A part of the problem in the Takeshitas’ marriage had been that they have no children of their own, Sokichi remarking to Kikuyo, whom he met while she was working in a traditional teahouse where he used to take clients, that he had always wanted a child. Conventional gender roles have in a sense been reversed, Oume angrily insisting that her husband would never have made any money had not been for her while it appears that she is more or less in charge of their business affairs and he is the one largely looking after the children to the extent that they are “looked after”. To Oume, the siblings are partly a reminder that her husband betrayed her with another woman but also an attack on her femininity in reminding her that she was unable to become a mother while someone else has given birth to Sokichi’s children. For all of these reasons they are to her children which cannot continue to exist. She undermines Sokichi’s attachment to them by frequently questioning their paternity pointing out that they share little physical resemblance while reminding him that he met Kikuyo through her occupation on the fringes of the sex trade. 

Her mistreatment begins as neglect, refusing to feed or bathe “a stranger’s” child and then graduates to physical violence stuffing food into the mouth of Sokichi’s infant son Shoji after catching him playing with the dinner bowls. Yet when Sokichi finds her endangering the baby while moving heavy papers from a shelf he does nothing, suspecting his wife has become a threat to the children’s safety but also as she later implies wanting to be rid of them himself. The couple could, of course, have simply surrendered the children to an orphanage (it remains unclear how exactly their existence has been registered), but ultimately choose not to as if they wanted to obliterate the idea of them as if they had never been born. 

It may be tempting to view Sokichi as a helpless victim casting Oume as terrifying Lady Macbeth intimidating him into destroying the evidence of his indiscretion, but even if it was Sokichi “looking after” the children, it is finally he who must also “take care” of them. During his abandonment of his second child, 3-year-old daughter Yoshiko (Miyuki Yoshizawa), he takes her into a toy store where a group of boys are playing with remote control cars demonstrating that this is no longer an age of economic privation and that in the end the reason for the children’s second abandonment is not primarily financial even if Sokichi has been in a sense humbled, deluded into a false sense of security in his business success only to be robbed of the era’s increasing prosperity through a freak accident. “Everybody’s struggling” he eventually reflects as his assistant (Keizo Kanie) informs him that he is leaving, ironically to take better care of his ageing parents and small children presumably in a less toxic environment.
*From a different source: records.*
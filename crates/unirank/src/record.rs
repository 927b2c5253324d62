//! Ranking records and the store that holds them.
//!
//! The input is a JSON array of loosely shaped objects. Each element is
//! normalized into a [`RankingEntry`] once at load time; the store is
//! immutable afterwards.

use std::path::Path;

use serde::Serialize;
use serde_json::{Map, Value};
use tracing::{debug, info, warn};

use crate::error::{Error, Result};
use crate::query::collate;

/// Field names consumed during normalization.
const KNOWN_FIELDS: &[&str] = &["rank", "university", "country", "score"];

/// Legacy alias for `university`.
const LEGACY_NAME_FIELD: &str = "name";

/// One row of the ranking data set.
#[derive(Debug, Clone, PartialEq, Serialize)]
pub struct RankingEntry {
    /// Position in the ranking, 1-based.
    pub rank: u32,
    /// Display name; also the key ratings and notes are stored under.
    pub university: String,
    /// Country name, empty when not provided.
    pub country: String,
    /// Ranking score, if the source provides one.
    #[serde(skip_serializing_if = "Option::is_none")]
    pub score: Option<f64>,
    /// Fields the source provided that are not used here.
    #[serde(flatten)]
    pub extra: Map<String, Value>,
}

impl RankingEntry {
    /// Create an entry with no extra fields.
    #[must_use]
    pub fn new(
        rank: u32,
        university: impl Into<String>,
        country: impl Into<String>,
        score: Option<f64>,
    ) -> Self {
        Self {
            rank,
            university: university.into(),
            country: country.into(),
            score,
            extra: Map::new(),
        }
    }

    /// Score used for ordering; an absent score orders as zero.
    #[must_use]
    pub fn sort_score(&self) -> f64 {
        self.score.unwrap_or(0.0)
    }

    /// Score as displayed and exported; empty when absent.
    #[must_use]
    pub fn score_text(&self) -> String {
        self.score.map(|s| s.to_string()).unwrap_or_default()
    }

    /// Normalize one raw element. `position` is the 1-based index in the input
    /// array and is used when the element has no valid rank.
    ///
    /// Returns `None` when the element has no usable university name.
    fn from_raw(position: u32, raw: &Value) -> Option<Self> {
        let Value::Object(object) = raw else {
            return None;
        };

        let university = object
            .get("university")
            .and_then(non_blank_string)
            .or_else(|| object.get(LEGACY_NAME_FIELD).and_then(non_blank_string))?;

        let rank = object.get("rank").and_then(parse_rank).unwrap_or(position);
        let country = object
            .get("country")
            .and_then(Value::as_str)
            .unwrap_or_default()
            .to_string();
        let score = object.get("score").and_then(parse_score);

        let uses_alias = object.get("university").and_then(non_blank_string).is_none();
        let extra = object
            .iter()
            .filter(|(key, _)| {
                !KNOWN_FIELDS.contains(&key.as_str()) && !(uses_alias && key == &LEGACY_NAME_FIELD)
            })
            .map(|(key, value)| (key.clone(), value.clone()))
            .collect();

        Some(Self {
            rank,
            university,
            country,
            score,
            extra,
        })
    }
}

fn non_blank_string(value: &Value) -> Option<String> {
    value
        .as_str()
        .filter(|s| !s.trim().is_empty())
        .map(str::to_string)
}

/// A rank is valid when it is an integer of at least 1, given as a number or
/// as a numeric string.
#[allow(clippy::cast_possible_truncation, clippy::cast_sign_loss)]
fn parse_rank(value: &Value) -> Option<u32> {
    let rank = match value {
        Value::Number(n) => n.as_u64().or_else(|| {
            n.as_f64()
                .filter(|f| f.fract() == 0.0 && *f >= 1.0 && *f <= f64::from(u32::MAX))
                .map(|f| f as u64)
        }),
        Value::String(s) => s.trim().parse::<u64>().ok(),
        _ => None,
    }?;
    u32::try_from(rank).ok().filter(|r| *r >= 1)
}

fn parse_score(value: &Value) -> Option<f64> {
    match value {
        Value::Number(n) => n.as_f64(),
        Value::String(s) => s.trim().parse::<f64>().ok(),
        _ => None,
    }
    .filter(|f| f.is_finite())
}

/// The normalized ranking data, loaded once.
#[derive(Debug, Clone, Default, PartialEq)]
pub struct RecordStore {
    entries: Vec<RankingEntry>,
}

impl RecordStore {
    /// A store with no entries, used when loading fails.
    #[must_use]
    pub fn empty() -> Self {
        Self::default()
    }

    /// Build a store from already normalized entries.
    #[must_use]
    pub fn from_entries(entries: Vec<RankingEntry>) -> Self {
        Self { entries }
    }

    /// Normalize raw JSON elements.
    ///
    /// Elements without a usable university name are skipped, but still count
    /// toward the positions used for rank defaulting.
    #[must_use]
    pub fn from_values(values: &[Value]) -> Self {
        let mut entries = Vec::with_capacity(values.len());
        for (index, raw) in values.iter().enumerate() {
            let position = u32::try_from(index + 1).unwrap_or(u32::MAX);
            match RankingEntry::from_raw(position, raw) {
                Some(entry) => entries.push(entry),
                None => warn!(position, "Skipping ranking record without a university name"),
            }
        }
        debug!("Normalized {} of {} ranking records", entries.len(), values.len());
        Self { entries }
    }

    /// Parse a JSON document holding an array of ranking records.
    ///
    /// # Errors
    ///
    /// Returns an error if the text is not JSON or not an array.
    pub fn from_json_str(text: &str) -> Result<Self> {
        let value: Value = serde_json::from_str(text).map_err(Error::DataParse)?;
        match value {
            Value::Array(values) => Ok(Self::from_values(&values)),
            other => Err(Error::data_format(format!(
                "expected a JSON array of records, found {}",
                json_kind(&other)
            ))),
        }
    }

    /// Load the ranking file at `path`.
    ///
    /// # Errors
    ///
    /// Returns an error if the file cannot be read or parsed.
    pub fn load(path: impl AsRef<Path>) -> Result<Self> {
        let path = path.as_ref();
        let text = std::fs::read_to_string(path).map_err(|source| Error::DataRead {
            path: path.to_path_buf(),
            source,
        })?;
        let store = Self::from_json_str(&text)?;
        info!("Loaded {} ranking records from {}", store.len(), path.display());
        Ok(store)
    }

    /// All entries in input order.
    #[must_use]
    pub fn entries(&self) -> &[RankingEntry] {
        &self.entries
    }

    /// Number of entries.
    #[must_use]
    pub fn len(&self) -> usize {
        self.entries.len()
    }

    /// Check if the store has no entries.
    #[must_use]
    pub fn is_empty(&self) -> bool {
        self.entries.is_empty()
    }

    /// Distinct non-empty countries in collation order.
    #[must_use]
    pub fn countries(&self) -> Vec<String> {
        let mut countries: Vec<String> = Vec::new();
        for entry in &self.entries {
            if !entry.country.is_empty() && !countries.contains(&entry.country) {
                countries.push(entry.country.clone());
            }
        }
        countries.sort_by(|a, b| collate(a, b));
        countries
    }
}

fn json_kind(value: &Value) -> &'static str {
    match value {
        Value::Null => "null",
        Value::Bool(_) => "a boolean",
        Value::Number(_) => "a number",
        Value::String(_) => "a string",
        Value::Array(_) => "an array",
        Value::Object(_) => "an object",
    }
}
Yet as we discover the reasons for Sokichi’s sense of displacement stem back to his own post-war childhood, apparently born out of wedlock never knowing his father and then abandoned by his mother, bounced around between relatives all of them poor who viewed him as nothing more than a burden until effectively indentured to a print shop at ten years old by an uncle who stole his advance pay and once again abandoned him. These kinds of familial disruptions whether caused by a literal orphanhood or the economic constraints of the immediate post-war period have produced according to the moralising policeman at the film’s conclusion a generation of people who do not know how to parent because they were not effectively parented themselves many of whom go on to have children perhaps accidentally but have no idea how to relate to them, frightened of the responsibility or resentful of the “burden” as Sokichi eventually seems to have become. 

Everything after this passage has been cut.